- [Activity] Across the material below, say how many lines contain the string "success", and add no other words.

"""

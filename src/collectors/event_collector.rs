use crate::collectors::{CollectionReport, Collector};
use crate::error::CollectorError;
use crate::output::CsvLog;
use crate::samples::{EventLevel, EventRecord, Timestamp, EVENT_HEADER};
use crate::watermark::Watermark;
use chrono::{TimeZone, Utc};
use log::{debug, info};
use serde::Deserialize;
use serde_json::Value;
use std::path::PathBuf;
use std::process::Command;

/// Supplier of operating-system events
#[cfg_attr(test, mockall::automock)]
pub trait EventSource {
    /// Check that the event store can be queried on this host
    fn check_available(&self) -> Result<(), CollectorError>;

    /// Events of `log_name` created at or after `since` with level at or above `min_level`
    ///
    /// Sources may round `since` down; callers filter the result again.
    fn read_events(
        &self,
        log_name: &str,
        since: Timestamp,
        min_level: EventLevel,
    ) -> Result<Vec<EventRecord>, CollectorError>;
}

/// Event source backed by the systemd journal via `journalctl`
///
/// Log names map onto journal selectors: `system`, `user` and `kernel` select the
/// system journal, the user journal and kernel messages; anything else is taken
/// as a unit name.
pub struct JournalReader {
    program: String,
}

impl Default for JournalReader {
    fn default() -> Self {
        Self::new()
    }
}

/// One line of `journalctl --output=json`
#[derive(Debug, Deserialize)]
struct JournalEntry {
    #[serde(rename = "__REALTIME_TIMESTAMP")]
    realtime_usec: String,
    #[serde(rename = "PRIORITY", default)]
    priority: Option<String>,
    #[serde(rename = "MESSAGE", default)]
    message: Value,
    #[serde(rename = "MESSAGE_ID", default)]
    message_id: Option<String>,
    #[serde(rename = "SYSLOG_IDENTIFIER", default)]
    identifier: Option<String>,
}

impl JournalReader {
    pub fn new() -> Self {
        Self::with_program("journalctl")
    }

    /// Use a different `journalctl` binary
    pub fn with_program(program: impl Into<String>) -> Self {
        Self {
            program: program.into(),
        }
    }

    fn selector(log_name: &str) -> String {
        match log_name {
            "system" => "--system".to_string(),
            "user" => "--user".to_string(),
            "kernel" => "--dmesg".to_string(),
            unit => format!("--unit={}", unit),
        }
    }

    /// Parse one JSON line into an event record
    fn parse_line(log_name: &str, line: &str) -> Result<EventRecord, CollectorError> {
        let entry: JournalEntry =
            serde_json::from_str(line).map_err(|e| CollectorError::Parse(e.to_string()))?;

        let usec: i64 = entry.realtime_usec.parse().map_err(|_| {
            CollectorError::Parse(format!("invalid timestamp '{}'", entry.realtime_usec))
        })?;
        let time_created = Utc
            .timestamp_opt(
                usec.div_euclid(1_000_000),
                (usec.rem_euclid(1_000_000) * 1_000) as u32,
            )
            .single()
            .ok_or_else(|| CollectorError::Parse(format!("timestamp out of range: {}", usec)))?;

        let level = entry
            .priority
            .as_deref()
            .and_then(|p| p.parse::<u8>().ok())
            .map(EventLevel::from_syslog_priority)
            .unwrap_or(EventLevel::Information);

        let message = match entry.message {
            Value::String(s) => s,
            // Non-UTF-8 messages are emitted as byte arrays
            Value::Array(bytes) => {
                let raw: Vec<u8> = bytes
                    .iter()
                    .filter_map(|b| b.as_u64().map(|b| b as u8))
                    .collect();
                String::from_utf8_lossy(&raw).into_owned()
            }
            Value::Null => String::new(),
            other => other.to_string(),
        };

        Ok(EventRecord {
            time_created,
            log_name: log_name.to_string(),
            event_id: entry.message_id.or(entry.identifier).unwrap_or_default(),
            level,
            message,
        })
    }

    fn parse_output(log_name: &str, output: &str) -> Vec<EventRecord> {
        output
            .lines()
            .filter(|line| !line.trim().is_empty())
            .filter_map(|line| match Self::parse_line(log_name, line) {
                Ok(event) => Some(event),
                Err(e) => {
                    debug!("Failed to parse journal entry '{}': {}", line, e);
                    None
                }
            })
            .collect()
    }
}

impl EventSource for JournalReader {
    fn check_available(&self) -> Result<(), CollectorError> {
        let output = Command::new(&self.program)
            .arg("--version")
            .output()
            .map_err(|e| CollectorError::Unavailable(format!("{}: {}", self.program, e)))?;

        if output.status.success() {
            Ok(())
        } else {
            Err(CollectorError::Unavailable(format!(
                "{} --version exited with {}",
                self.program, output.status
            )))
        }
    }

    fn read_events(
        &self,
        log_name: &str,
        since: Timestamp,
        min_level: EventLevel,
    ) -> Result<Vec<EventRecord>, CollectorError> {
        debug!("Querying journal '{}' since {}", log_name, since);

        let output = Command::new(&self.program)
            .args([
                "--output=json".to_string(),
                "--no-pager".to_string(),
                "--quiet".to_string(),
                format!("--priority=0..{}", min_level.max_syslog_priority()),
                format!("--since=@{}", since.timestamp()),
                Self::selector(log_name),
            ])
            .output()
            .map_err(|e| CollectorError::Query(format!("{}: {}", self.program, e)))?;

        let stdout = String::from_utf8_lossy(&output.stdout);
        if !output.status.success() {
            let stderr = String::from_utf8_lossy(&output.stderr);
            if stderr.contains("No entries") {
                return Ok(Vec::new());
            }
            return Err(CollectorError::Query(format!(
                "{} exited with {}: {}",
                self.program,
                output.status,
                stderr.trim()
            )));
        }

        Ok(Self::parse_output(log_name, &stdout))
    }
}

/// Appends new error-level events from every monitored log to the event log
///
/// Owns the [`Watermark`]. Each cycle reads the query bound once, queries every
/// log with it, writes the admitted events and only then advances the watermark.
/// If any log fails, the whole step fails: nothing is written and the watermark
/// stays where it was, so the events are picked up on a later cycle.
pub struct EventCollector {
    source: Box<dyn EventSource>,
    log_names: Vec<String>,
    min_level: EventLevel,
    watermark: Watermark,
    log: CsvLog,
}

impl EventCollector {
    pub fn new(
        source: Box<dyn EventSource>,
        log_names: Vec<String>,
        watermark: Watermark,
        path: impl Into<PathBuf>,
    ) -> Self {
        Self {
            source,
            log_names,
            min_level: EventLevel::Error,
            watermark,
            log: CsvLog::new(path, EVENT_HEADER),
        }
    }

    pub fn watermark(&self) -> &Watermark {
        &self.watermark
    }

    pub fn log(&self) -> &CsvLog {
        &self.log
    }
}

impl Collector for EventCollector {
    fn name(&self) -> &str {
        "event"
    }

    fn collect(&mut self) -> Result<CollectionReport, CollectorError> {
        let query_start = self.watermark.query_start();

        let mut events = Vec::new();
        for log_name in &self.log_names {
            let batch = self
                .source
                .read_events(log_name, query_start, self.min_level)
                .map_err(|e| CollectorError::Query(format!("log '{}': {}", log_name, e)))?;
            debug!("Log '{}' returned {} event(s)", log_name, batch.len());
            events.extend(batch);
        }

        let returned = events.len();
        events.retain(|e| e.level >= self.min_level && self.watermark.admits(e.time_created));
        if events.len() < returned {
            debug!(
                "Dropped {} event(s) already recorded or below {}",
                returned - events.len(),
                self.min_level
            );
        }
        events.sort_by_key(|e| e.time_created);

        let rows = self.log.append(&events)?;
        if self.watermark.advance(events.iter().map(|e| e.time_created)) {
            info!(
                "Recorded {} new event(s); watermark now {}",
                rows,
                self.watermark.current()
            );
        }

        Ok(CollectionReport {
            rows,
            ..Default::default()
        })
    }
}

"""

- [Reply] 2